[DATA SHOWN — start]
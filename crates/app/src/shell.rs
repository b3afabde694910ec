//! Line-oriented command shell over the engine. One command per line,
//! quoted tokens respected, verbs case-insensitive. The active session
//! lives here as a plain local; nothing engine-side is process-global.

use std::fmt;
use std::path::Path;

use chrono::NaiveDate;
use engine::{
    Engine, ExpenseField, ExpenseFilter, ExpenseRow, ExportSort, GroupExpenseRow, LedgerError,
    Money, Role, Session, UserField,
};
use rustyline::{DefaultEditor, error::ReadlineError};

pub async fn run(engine: Engine) -> Result<(), Box<dyn std::error::Error + Send + Sync>> {
    let mut editor = DefaultEditor::new()?;
    let mut shell = Shell {
        engine,
        session: None,
    };

    println!("spendbook - type 'help' for commands, 'exit' to quit");
    loop {
        let prompt = match &shell.session {
            Some(session) => format!("{}> ", session.username),
            None => "> ".to_string(),
        };
        match editor.readline(&prompt) {
            Ok(line) => {
                let trimmed = line.trim();
                if trimmed.is_empty() {
                    continue;
                }
                editor.add_history_entry(trimmed).ok();

                let tokens = match shell_words::split(trimmed) {
                    Ok(tokens) => tokens,
                    Err(err) => {
                        println!("error: {err}");
                        continue;
                    }
                };
                if tokens.is_empty() {
                    continue;
                }
                let verb = tokens[0].to_lowercase();
                let args: Vec<&str> = tokens.iter().skip(1).map(String::as_str).collect();

                if verb == "exit" {
                    break;
                }
                if let Err(err) = shell.dispatch(&verb, &args).await {
                    println!("error: {err}");
                }
            }
            Err(ReadlineError::Interrupted) => continue,
            Err(ReadlineError::Eof) => break,
            Err(err) => return Err(err.into()),
        }
    }
    Ok(())
}

enum ShellError {
    Usage(String),
    Ledger(LedgerError),
}

impl fmt::Display for ShellError {
    fn fmt(&self, f: &mut fmt::Formatter<'_>) -> fmt::Result {
        match self {
            Self::Usage(msg) => f.write_str(msg),
            Self::Ledger(err) => write!(f, "{err}"),
        }
    }
}

impl From<LedgerError> for ShellError {
    fn from(err: LedgerError) -> Self {
        Self::Ledger(err)
    }
}

fn usage(msg: impl Into<String>) -> ShellError {
    ShellError::Usage(msg.into())
}

/// Splits a comma-joined argument; `-` stands for the empty list so a
/// trailing optional argument can be skipped positionally.
fn split_csv(raw: &str) -> Vec<String> {
    if raw == "-" {
        return Vec::new();
    }
    raw.split(',')
        .map(str::trim)
        .filter(|item| !item.is_empty())
        .map(str::to_string)
        .collect()
}

fn parse_ymd(raw: &str) -> Result<NaiveDate, ShellError> {
    NaiveDate::parse_from_str(raw.trim(), "%Y-%m-%d")
        .map_err(|_| usage(format!("invalid date: {raw} (expected YYYY-MM-DD)")))
}
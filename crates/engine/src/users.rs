//! Users table.
//!
//! The ledger references users by `username`, which is the primary key.
//! Passwords are stored as opaque strings; hashing is a deployment concern
//! outside the engine.

use sea_orm::entity::prelude::*;

#[derive(Clone, Debug, PartialEq, DeriveEntityModel, Eq)]
#[sea_orm(table_name = "users")]
pub struct Model {
    #[sea_orm(primary_key, auto_increment = false)]
    pub username: String,
    pub password: String,
    pub role: String,
}

#[derive(Copy, Clone, Debug, EnumIter, DeriveRelation)]
pub enum Relation {
    #[sea_orm(has_many = "super::expenses::Entity")]
    Expenses,
    #[sea_orm(has_many = "super::group_memberships::Entity")]
    GroupMemberships,
}

impl Related<super::expenses::Entity> for Entity {
    fn to() -> RelationDef {
        Relation::Expenses.def()
    }
}

impl ActiveModelBehavior for ActiveModel {}
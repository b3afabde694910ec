//! Category registry.
//!
//! Names are stored canonical lower-case; the unique index on `name` is the
//! authoritative duplicate check.

use sea_orm::entity::prelude::*;

#[derive(Clone, Debug, PartialEq, DeriveEntityModel, Eq)]
#[sea_orm(table_name = "categories")]
pub struct Model {
    #[sea_orm(primary_key)]
    pub id: i32,
    pub name: String,
}

#[derive(Copy, Clone, Debug, EnumIter, DeriveRelation)]
pub enum Relation {
    #[sea_orm(has_many = "super::expenses::Entity")]
    Expenses,
}

impl Related<super::expenses::Entity> for Entity {
    fn to() -> RelationDef {
        Relation::Expenses.def()
    }
}

impl ActiveModelBehavior for ActiveModel {}
//! Seeds the bootstrap Admin account. Every other user is created through
//! the engine by an Admin, so a fresh database needs this one to get going.

use sea_orm::{ConnectionTrait, Statement};
use sea_orm_migration::prelude::*;

#[derive(DeriveMigrationName)]
pub struct Migration;

#[async_trait::async_trait]
impl MigrationTrait for Migration {
    async fn up(&self, manager: &SchemaManager) -> Result<(), DbErr> {
        let db = manager.get_connection();
        let backend = db.get_database_backend();
        db.execute(Statement::from_sql_and_values(
            backend,
            "INSERT INTO users (username, password, role) \
             SELECT ?, ?, ? \
             WHERE NOT EXISTS (SELECT 1 FROM users WHERE username = ?);",
            [
                "admin".into(),
                "admin".into(),
                "Admin".into(),
                "admin".into(),
            ],
        ))
        .await?;
        Ok(())
    }

    async fn down(&self, manager: &SchemaManager) -> Result<(), DbErr> {
        let db = manager.get_connection();
        let backend = db.get_database_backend();
        db.execute(Statement::from_sql_and_values(
            backend,
            "DELETE FROM users WHERE username = ?;",
            ["admin".into()],
        ))
        .await?;
        Ok(())
    }
}
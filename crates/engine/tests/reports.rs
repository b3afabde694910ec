use chrono::NaiveDate;
use sea_orm::Database;

use engine::{Engine, LedgerError, Money, Role, Session};
use migration::MigratorTrait;

async fn engine_with_admin() -> (Engine, Session) {
    let db = Database::connect("sqlite::memory:").await.unwrap();
    migration::Migrator::up(&db, None).await.unwrap();
    let engine = Engine::builder().database(db).build();
    let admin = engine.login("admin", "admin").await.unwrap();
    (engine, admin)
}

async fn new_user(engine: &Engine, admin: &Session, name: &str) -> Session {
    engine
        .add_user(admin, name, "password", Role::User)
        .await
        .unwrap();
    engine.login(name, "password").await.unwrap()
}

fn date(s: &str) -> NaiveDate {
    NaiveDate::parse_from_str(s, "%Y-%m-%d").unwrap()
}

async fn seed_taxonomy(engine: &Engine, admin: &Session) {
    engine.add_category(admin, "food").await.unwrap();
    engine.add_category(admin, "travel").await.unwrap();
    engine.add_payment_method(admin, "cash").await.unwrap();
    engine.add_payment_method(admin, "card").await.unwrap();
}

async fn spend(
    engine: &Engine,
    session: &Session,
    minor: i64,
    category: &str,
    method: &str,
    day: &str,
) {
    engine
        .add_expense(
            session,
            Money::new(minor),
            category,
            method,
            date(day),
            None,
            &[],
        )
        .await
        .unwrap();
}

#[tokio::test]
async fn top_n_returns_largest_in_order() {
    let (engine, admin) = engine_with_admin().await;
    seed_taxonomy(&engine, &admin).await;
    let alice = new_user(&engine, &admin, "alice").await;

    for minor in [1_000, 5_000, 3_000, 9_000, 2_000] {
        spend(&engine, &alice, minor, "food", "cash", "2026-02-10").await;
    }

    let rows = engine
        .top_expenses(&alice, 3, date("2026-02-01"), date("2026-02-28"))
        .await
        .unwrap();
    let amounts: Vec<i64> = rows.iter().map(|r| r.amount.minor()).collect();
    assert_eq!(amounts, vec![9_000, 5_000, 3_000]);
}

#[tokio::test]
async fn top_n_range_is_inclusive_and_validated() {
    let (engine, admin) = engine_with_admin().await;
    seed_taxonomy(&engine, &admin).await;

    spend(&engine, &admin, 1_000, "food", "cash", "2026-02-01").await;
    spend(&engine, &admin, 2_000, "food", "cash", "2026-02-28").await;
    spend(&engine, &admin, 4_000, "food", "cash", "2026-03-01").await;

    let rows = engine
        .top_expenses(&admin, 10, date("2026-02-01"), date("2026-02-28"))
        .await
        .unwrap();
    assert_eq!(rows.len(), 2);

    let err = engine
        .top_expenses(&admin, 10, date("2026-02-28"), date("2026-02-01"))
        .await
        .unwrap_err();
    assert!(matches!(err, LedgerError::Validation(_)));
}

#[tokio::test]
async fn above_average_is_strict_and_per_category() {
    let (engine, admin) = engine_with_admin().await;
    seed_taxonomy(&engine, &admin).await;
    let alice = new_user(&engine, &admin, "alice").await;

    // food mean is 20.00; only the 30.00 expense sits strictly above it.
    spend(&engine, &alice, 1_000, "food", "cash", "2026-02-01").await;
    spend(&engine, &alice, 2_000, "food", "cash", "2026-02-02").await;
    spend(&engine, &alice, 3_000, "food", "cash", "2026-02-03").await;

    let rows = engine.above_average_expenses(&alice).await.unwrap();
    assert_eq!(rows.len(), 1);
    assert_eq!(rows[0].amount, Money::new(3_000));
}

#[tokio::test]
async fn above_average_mean_spans_all_users() {
    let (engine, admin) = engine_with_admin().await;
    seed_taxonomy(&engine, &admin).await;
    let alice = new_user(&engine, &admin, "alice").await;
    let bob = new_user(&engine, &admin, "bob").await;

    // Category mean includes bob's large expense, pushing it to 55.00;
    // none of alice's rows clear that bar.
    spend(&engine, &alice, 1_000, "food", "cash", "2026-02-01").await;
    spend(&engine, &bob, 10_000, "food", "cash", "2026-02-01").await;

    let rows = engine.above_average_expenses(&alice).await.unwrap();
    assert!(rows.is_empty());
}

#[tokio::test]
async fn category_spending_distinguishes_none_from_zero() {
    let (engine, admin) = engine_with_admin().await;
    seed_taxonomy(&engine, &admin).await;

    assert_eq!(engine.category_spending(&admin, "food").await.unwrap(), None);

    spend(&engine, &admin, 2_500, "food", "cash", "2026-02-01").await;
    assert_eq!(
        engine.category_spending(&admin, "food").await.unwrap(),
        Some(Money::new(2_500))
    );

    let err = engine
        .category_spending(&admin, "missing")
        .await
        .unwrap_err();
    assert!(matches!(err, LedgerError::NotFound(_)));
}

#[tokio::test]
async fn frequent_category_reports_all_ties() {
    let (engine, admin) = engine_with_admin().await;
    seed_taxonomy(&engine, &admin).await;
    let alice = new_user(&engine, &admin, "alice").await;

    for day in ["2026-02-01", "2026-02-02", "2026-02-03"] {
        spend(&engine, &alice, 1_000, "food", "cash", day).await;
        spend(&engine, &alice, 1_000, "travel", "card", day).await;
    }
    spend(&engine, &alice, 1_000, "food", "cash", "2026-02-04").await;
    spend(&engine, &alice, 1_000, "travel", "card", "2026-02-04").await;

    let entries = engine.frequent_categories(&alice).await.unwrap();
    let mut names: Vec<&str> = entries.iter().map(|e| e.category.as_str()).collect();
    names.sort_unstable();
    assert_eq!(names, vec!["food", "travel"]);
    assert!(entries.iter().all(|e| e.count == 4));
}

#[tokio::test]
async fn monthly_category_spending_groups_by_month() {
    let (engine, admin) = engine_with_admin().await;
    seed_taxonomy(&engine, &admin).await;
    let alice = new_user(&engine, &admin, "alice").await;

    spend(&engine, &alice, 1_000, "food", "cash", "2026-01-15").await;
    spend(&engine, &alice, 2_000, "food", "cash", "2026-01-20").await;
    spend(&engine, &alice, 5_000, "travel", "card", "2026-02-01").await;

    let entries = engine.monthly_category_spending(&alice).await.unwrap();
    assert_eq!(entries.len(), 2);
    // Months descend, so February leads.
    assert_eq!(entries[0].month, "2026-02");
    assert_eq!(entries[0].category, "travel");
    assert_eq!(entries[0].total, Money::new(5_000));
    assert_eq!(entries[1].month, "2026-01");
    assert_eq!(entries[1].total, Money::new(3_000));
    assert_eq!(entries[1].count, 2);
}

#[tokio::test]
async fn highest_spender_is_admin_only_and_breaks_ties_by_name() {
    let (engine, admin) = engine_with_admin().await;
    seed_taxonomy(&engine, &admin).await;
    let alice = new_user(&engine, &admin, "alice").await;
    let bob = new_user(&engine, &admin, "bob").await;

    spend(&engine, &alice, 5_000, "food", "cash", "2026-01-10").await;
    spend(&engine, &bob, 5_000, "food", "cash", "2026-01-12").await;
    spend(&engine, &bob, 9_000, "travel", "card", "2026-02-12").await;

    let err = engine.highest_spender_per_month(&alice).await.unwrap_err();
    assert!(matches!(err, LedgerError::Forbidden(_)));

    let entries = engine.highest_spender_per_month(&admin).await.unwrap();
    assert_eq!(entries.len(), 2);
    assert_eq!(entries[0].month, "2026-02");
    assert_eq!(entries[0].username, "bob");
    // January is a 50.00 tie; alice wins lexicographically.
    assert_eq!(entries[1].month, "2026-01");
    assert_eq!(entries[1].username, "alice");
}

#[tokio::test]
async fn payment_method_usage_sums_and_counts() {
    let (engine, admin) = engine_with_admin().await;
    seed_taxonomy(&engine, &admin).await;

    spend(&engine, &admin, 1_000, "food", "cash", "2026-02-01").await;
    spend(&engine, &admin, 2_000, "food", "cash", "2026-02-02").await;
    spend(&engine, &admin, 9_000, "travel", "card", "2026-02-03").await;

    let entries = engine.payment_method_usage(&admin).await.unwrap();
    assert_eq!(entries.len(), 2);
    assert_eq!(entries[0].payment_method, "card");
    assert_eq!(entries[0].total, Money::new(9_000));
    assert_eq!(entries[1].payment_method, "cash");
    assert_eq!(entries[1].total, Money::new(3_000));
    assert_eq!(entries[1].count, 2);
}

#[tokio::test]
async fn tag_counts_cover_only_the_callers_tags() {
    let (engine, admin) = engine_with_admin().await;
    seed_taxonomy(&engine, &admin).await;
    let alice = new_user(&engine, &admin, "alice").await;
    let bob = new_user(&engine, &admin, "bob").await;

    engine
        .add_expense(
            &alice,
            Money::new(1_000),
            "food",
            "cash",
            date("2026-02-01"),
            None,
            &["lunch".to_string(), "work".to_string()],
        )
        .await
        .unwrap();
    engine
        .add_expense(
            &bob,
            Money::new(1_000),
            "food",
            "cash",
            date("2026-02-01"),
            None,
            &["other".to_string()],
        )
        .await
        .unwrap();

    let entries = engine.tag_expense_counts(&alice).await.unwrap();
    let names: Vec<&str> = entries.iter().map(|e| e.tag.as_str()).collect();
    assert_eq!(names, vec!["lunch", "work"]);
}

#[tokio::test]
async fn group_reports_respect_membership() {
    let (engine, admin) = engine_with_admin().await;
    seed_taxonomy(&engine, &admin).await;
    let alice = new_user(&engine, &admin, "alice").await;
    let bob = new_user(&engine, &admin, "bob").await;
    let dave = new_user(&engine, &admin, "dave").await;

    engine.create_group(&alice, "trip", None).await.unwrap();
    engine
        .add_user_to_group(&alice, "bob", "trip")
        .await
        .unwrap();
    engine
        .add_group_expense(
            &alice,
            Money::new(9_000),
            "trip",
            "food",
            "cash",
            date("2026-02-01"),
            None,
            &["holiday".to_string()],
            &["bob".to_string()],
        )
        .await
        .unwrap();

    let err = engine
        .group_member_spending(&dave, "trip")
        .await
        .unwrap_err();
    assert!(matches!(err, LedgerError::Forbidden(_)));

    let spending = engine.group_member_spending(&bob, "trip").await.unwrap();
    assert_eq!(spending.len(), 2);
    assert_eq!(
        spending.iter().map(|m| m.total.minor()).sum::<i64>(),
        9_000
    );

    let total = engine
        .group_category_spending(&bob, "trip", "food")
        .await
        .unwrap();
    assert_eq!(total, Some(Money::new(9_000)));
    assert_eq!(
        engine
            .group_category_spending(&bob, "trip", "travel")
            .await
            .unwrap(),
        None
    );

    let tags = engine.group_tag_usage(&bob, "trip").await.unwrap();
    assert_eq!(tags.len(), 1);
    assert_eq!(tags[0].tag, "holiday");
    assert_eq!(tags[0].count, 1);
}
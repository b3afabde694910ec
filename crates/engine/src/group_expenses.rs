//! Group expenses. Each row owns its split shares and tag links, which are
//! cascade-deleted with the expense or the group.

use sea_orm::entity::prelude::*;

#[derive(Clone, Debug, PartialEq, DeriveEntityModel, Eq)]
#[sea_orm(table_name = "group_expenses")]
pub struct Model {
    #[sea_orm(primary_key)]
    pub id: i32,
    pub group_id: i32,
    pub created_by: String,
    pub amount_minor: i64,
    pub category_id: i32,
    pub payment_method_id: i32,
    pub date: Date,
    pub description: Option<String>,
}

#[derive(Copy, Clone, Debug, EnumIter, DeriveRelation)]
pub enum Relation {
    #[sea_orm(
        belongs_to = "super::groups::Entity",
        from = "Column::GroupId",
        to = "super::groups::Column::Id",
        on_update = "NoAction",
        on_delete = "Cascade"
    )]
    Groups,
    #[sea_orm(
        belongs_to = "super::users::Entity",
        from = "Column::CreatedBy",
        to = "super::users::Column::Username",
        on_update = "NoAction",
        on_delete = "NoAction"
    )]
    Users,
    #[sea_orm(
        belongs_to = "super::categories::Entity",
        from = "Column::CategoryId",
        to = "super::categories::Column::Id",
        on_update = "NoAction",
        on_delete = "NoAction"
    )]
    Categories,
    #[sea_orm(
        belongs_to = "super::payment_methods::Entity",
        from = "Column::PaymentMethodId",
        to = "super::payment_methods::Column::Id",
        on_update = "NoAction",
        on_delete = "NoAction"
    )]
    PaymentMethods,
    #[sea_orm(has_many = "super::split_shares::Entity")]
    SplitShares,
    #[sea_orm(has_many = "super::group_expense_tags::Entity")]
    GroupExpenseTags,
}

impl Related<super::groups::Entity> for Entity {
    fn to() -> RelationDef {
        Relation::Groups.def()
    }
}

impl Related<super::split_shares::Entity> for Entity {
    fn to() -> RelationDef {
        Relation::SplitShares.def()
    }
}

impl ActiveModelBehavior for ActiveModel {}
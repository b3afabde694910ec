use chrono::NaiveDate;
use sea_orm::Database;

use engine::{Engine, ExpenseField, ExpenseFilter, LedgerError, Money, Role, Session};
use migration::MigratorTrait;

async fn engine_with_admin() -> (Engine, Session) {
    let db = Database::connect("sqlite::memory:").await.unwrap();
    migration::Migrator::up(&db, None).await.unwrap();
    let engine = Engine::builder().database(db).build();
    let admin = engine.login("admin", "admin").await.unwrap();
    (engine, admin)
}

async fn new_user(engine: &Engine, admin: &Session, name: &str) -> Session {
    engine
        .add_user(admin, name, "password", Role::User)
        .await
        .unwrap();
    engine.login(name, "password").await.unwrap()
}

fn date(s: &str) -> NaiveDate {
    NaiveDate::parse_from_str(s, "%Y-%m-%d").unwrap()
}

async fn seed_taxonomy(engine: &Engine, admin: &Session) {
    engine.add_category(admin, "food").await.unwrap();
    engine.add_payment_method(admin, "cash").await.unwrap();
}

#[tokio::test]
async fn login_rejects_bad_credentials_uniformly() {
    let (engine, _admin) = engine_with_admin().await;

    let unknown = engine.login("nobody", "password").await.unwrap_err();
    let wrong = engine.login("admin", "wrong").await.unwrap_err();

    assert_eq!(
        unknown,
        LedgerError::Forbidden("invalid credentials".to_string())
    );
    assert_eq!(unknown, wrong);
}

#[tokio::test]
async fn add_user_requires_admin() {
    let (engine, admin) = engine_with_admin().await;
    let alice = new_user(&engine, &admin, "alice").await;

    let err = engine
        .add_user(&alice, "bob", "password", Role::User)
        .await
        .unwrap_err();
    assert!(matches!(err, LedgerError::Forbidden(_)));
}

#[tokio::test]
async fn taxonomy_lookup_is_case_insensitive() {
    let (engine, admin) = engine_with_admin().await;
    engine.add_category(&admin, "Food").await.unwrap();
    engine.add_payment_method(&admin, "cash").await.unwrap();

    // Lookup under a different casing resolves to the same category.
    engine
        .add_expense(
            &admin,
            Money::new(1250),
            "food",
            "Cash",
            date("2026-03-01"),
            Some("groceries"),
            &[],
        )
        .await
        .unwrap();

    let err = engine.add_category(&admin, "food").await.unwrap_err();
    assert_eq!(err, LedgerError::Duplicate("food".to_string()));
}

#[tokio::test]
async fn ownership_gate_blocks_non_owner() {
    let (engine, admin) = engine_with_admin().await;
    seed_taxonomy(&engine, &admin).await;
    let alice = new_user(&engine, &admin, "alice").await;
    let bob = new_user(&engine, &admin, "bob").await;

    let id = engine
        .add_expense(
            &alice,
            Money::new(500),
            "food",
            "cash",
            date("2026-03-02"),
            Some("lunch"),
            &["work".to_string()],
        )
        .await
        .unwrap();

    let before = engine.list_expenses(&alice, &[]).await.unwrap();

    let update = engine
        .update_expense(&bob, id, ExpenseField::Amount, "9.99")
        .await
        .unwrap_err();
    let delete = engine.delete_expense(&bob, id).await.unwrap_err();
    assert!(matches!(update, LedgerError::Forbidden(_)));
    assert!(matches!(delete, LedgerError::Forbidden(_)));

    let after = engine.list_expenses(&alice, &[]).await.unwrap();
    assert_eq!(before, after);
}

#[tokio::test]
async fn listing_is_idempotent() {
    let (engine, admin) = engine_with_admin().await;
    seed_taxonomy(&engine, &admin).await;
    let alice = new_user(&engine, &admin, "alice").await;

    for (amount, day) in [(1000, "2026-01-01"), (2000, "2026-01-02"), (1500, "2026-01-03")] {
        engine
            .add_expense(
                &alice,
                Money::new(amount),
                "food",
                "cash",
                date(day),
                None,
                &[],
            )
            .await
            .unwrap();
    }

    let first = engine.list_expenses(&alice, &[]).await.unwrap();
    let second = engine.list_expenses(&alice, &[]).await.unwrap();
    assert_eq!(first, second);
    assert_eq!(first.len(), 3);
}

#[tokio::test]
async fn update_expense_replaces_tag_set() {
    let (engine, admin) = engine_with_admin().await;
    seed_taxonomy(&engine, &admin).await;

    let id = engine
        .add_expense(
            &admin,
            Money::new(800),
            "food",
            "cash",
            date("2026-04-01"),
            None,
            &["old".to_string(), "shared".to_string()],
        )
        .await
        .unwrap();

    engine
        .update_expense(&admin, id, ExpenseField::Tags, "shared,new")
        .await
        .unwrap();

    let rows = engine.list_expenses(&admin, &[]).await.unwrap();
    assert_eq!(rows[0].tags, vec!["new".to_string(), "shared".to_string()]);
}

#[tokio::test]
async fn update_expense_rejects_unknown_category() {
    let (engine, admin) = engine_with_admin().await;
    seed_taxonomy(&engine, &admin).await;

    let id = engine
        .add_expense(
            &admin,
            Money::new(800),
            "food",
            "cash",
            date("2026-04-01"),
            None,
            &[],
        )
        .await
        .unwrap();

    let err = engine
        .update_expense(&admin, id, ExpenseField::Category, "missing")
        .await
        .unwrap_err();
    assert!(matches!(err, LedgerError::NotFound(_)));
}

#[tokio::test]
async fn add_expense_rejects_non_positive_amount() {
    let (engine, admin) = engine_with_admin().await;
    seed_taxonomy(&engine, &admin).await;

    let err = engine
        .add_expense(
            &admin,
            Money::new(0),
            "food",
            "cash",
            date("2026-04-01"),
            None,
            &[],
        )
        .await
        .unwrap_err();
    assert!(matches!(err, LedgerError::Validation(_)));
}

#[tokio::test]
async fn filters_combine_conjunctively() {
    let (engine, admin) = engine_with_admin().await;
    seed_taxonomy(&engine, &admin).await;
    engine.add_category(&admin, "travel").await.unwrap();

    engine
        .add_expense(
            &admin,
            Money::new(3000),
            "food",
            "cash",
            date("2026-05-01"),
            None,
            &["trip".to_string()],
        )
        .await
        .unwrap();
    engine
        .add_expense(
            &admin,
            Money::new(7000),
            "travel",
            "cash",
            date("2026-05-01"),
            None,
            &["trip".to_string()],
        )
        .await
        .unwrap();

    let rows = engine
        .list_expenses(
            &admin,
            &[
                ExpenseFilter::Tag("trip".to_string()),
                ExpenseFilter::MinAmount(Money::new(5000)),
            ],
        )
        .await
        .unwrap();
    assert_eq!(rows.len(), 1);
    assert_eq!(rows[0].category, "travel");
}

#[tokio::test]
async fn unknown_tag_filter_matches_nothing() {
    let (engine, admin) = engine_with_admin().await;
    seed_taxonomy(&engine, &admin).await;
    engine
        .add_expense(
            &admin,
            Money::new(100),
            "food",
            "cash",
            date("2026-05-01"),
            None,
            &[],
        )
        .await
        .unwrap();

    let rows = engine
        .list_expenses(&admin, &[ExpenseFilter::Tag("ghost".to_string())])
        .await
        .unwrap();
    assert!(rows.is_empty());
}

#[tokio::test]
async fn delete_tag_prunes_associations() {
    let (engine, admin) = engine_with_admin().await;
    seed_taxonomy(&engine, &admin).await;

    engine
        .add_expense(
            &admin,
            Money::new(100),
            "food",
            "cash",
            date("2026-05-01"),
            None,
            &["seasonal".to_string(), "keep".to_string()],
        )
        .await
        .unwrap();

    engine.delete_tag(&admin, "seasonal").await.unwrap();

    let rows = engine.list_expenses(&admin, &[]).await.unwrap();
    assert_eq!(rows[0].tags, vec!["keep".to_string()]);
    assert!(!engine
        .list_tags(&admin)
        .await
        .unwrap()
        .contains(&"seasonal".to_string()));
}

#[tokio::test]
async fn delete_user_removes_personal_ledger() {
    let (engine, admin) = engine_with_admin().await;
    seed_taxonomy(&engine, &admin).await;
    let alice = new_user(&engine, &admin, "alice").await;

    engine
        .add_expense(
            &alice,
            Money::new(100),
            "food",
            "cash",
            date("2026-05-01"),
            None,
            &["tagged".to_string()],
        )
        .await
        .unwrap();

    engine.delete_user(&admin, "alice").await.unwrap();

    let users = engine.list_users(&admin).await.unwrap();
    assert!(!users.iter().any(|(name, _)| name == "alice"));
    let err = engine.login("alice", "password").await.unwrap_err();
    assert!(matches!(err, LedgerError::Forbidden(_)));
}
[DATA SHOWN — finish]
* **ABOUT THIS EXERCISE**: Above are the entries; repeat their lines exactly, from the first through the one that contains "impl fmt::Display for".

* **SOLUTION TO THE PROBLEM**:
filename crates/app/src/shell.rs
repository b3afabde694910ec
//! Line-oriented command shell over the engine. One command per line,
//! quoted tokens respected, verbs case-insensitive. The active session
//! lives here as a plain local; nothing engine-side is process-global.

use std::fmt;
use std::path::Path;

use chrono::NaiveDate;
use engine::{
    Engine, ExpenseField, ExpenseFilter, ExpenseRow, ExportSort, GroupExpenseRow, LedgerError,
    Money, Role, Session, UserField,
};
use rustyline::{DefaultEditor, error::ReadlineError};

pub async fn run(engine: Engine) -> Result<(), Box<dyn std::error::Error + Send + Sync>> {
    let mut editor = DefaultEditor::new()?;
    let mut shell = Shell {
        engine,
        session: None,
    };

    println!("spendbook - type 'help' for commands, 'exit' to quit");
    loop {
        let prompt = match &shell.session {
            Some(session) => format!("{}> ", session.username),
            None => "> ".to_string(),
        };
        match editor.readline(&prompt) {
            Ok(line) => {
                let trimmed = line.trim();
                if trimmed.is_empty() {
                    continue;
                }
                editor.add_history_entry(trimmed).ok();

                let tokens = match shell_words::split(trimmed) {
                    Ok(tokens) => tokens,
                    Err(err) => {
                        println!("error: {err}");
                        continue;
                    }
                };
                if tokens.is_empty() {
                    continue;
                }
                let verb = tokens[0].to_lowercase();
                let args: Vec<&str> = tokens.iter().skip(1).map(String::as_str).collect();

                if verb == "exit" {
                    break;
                }
                if let Err(err) = shell.dispatch(&verb, &args).await {
                    println!("error: {err}");
                }
            }
            Err(ReadlineError::Interrupted) => continue,
            Err(ReadlineError::Eof) => break,
            Err(err) => return Err(err.into()),
        }
    }
    Ok(())
}

enum ShellError {
    Usage(String),
    Ledger(LedgerError),
}

impl fmt::Display for ShellError {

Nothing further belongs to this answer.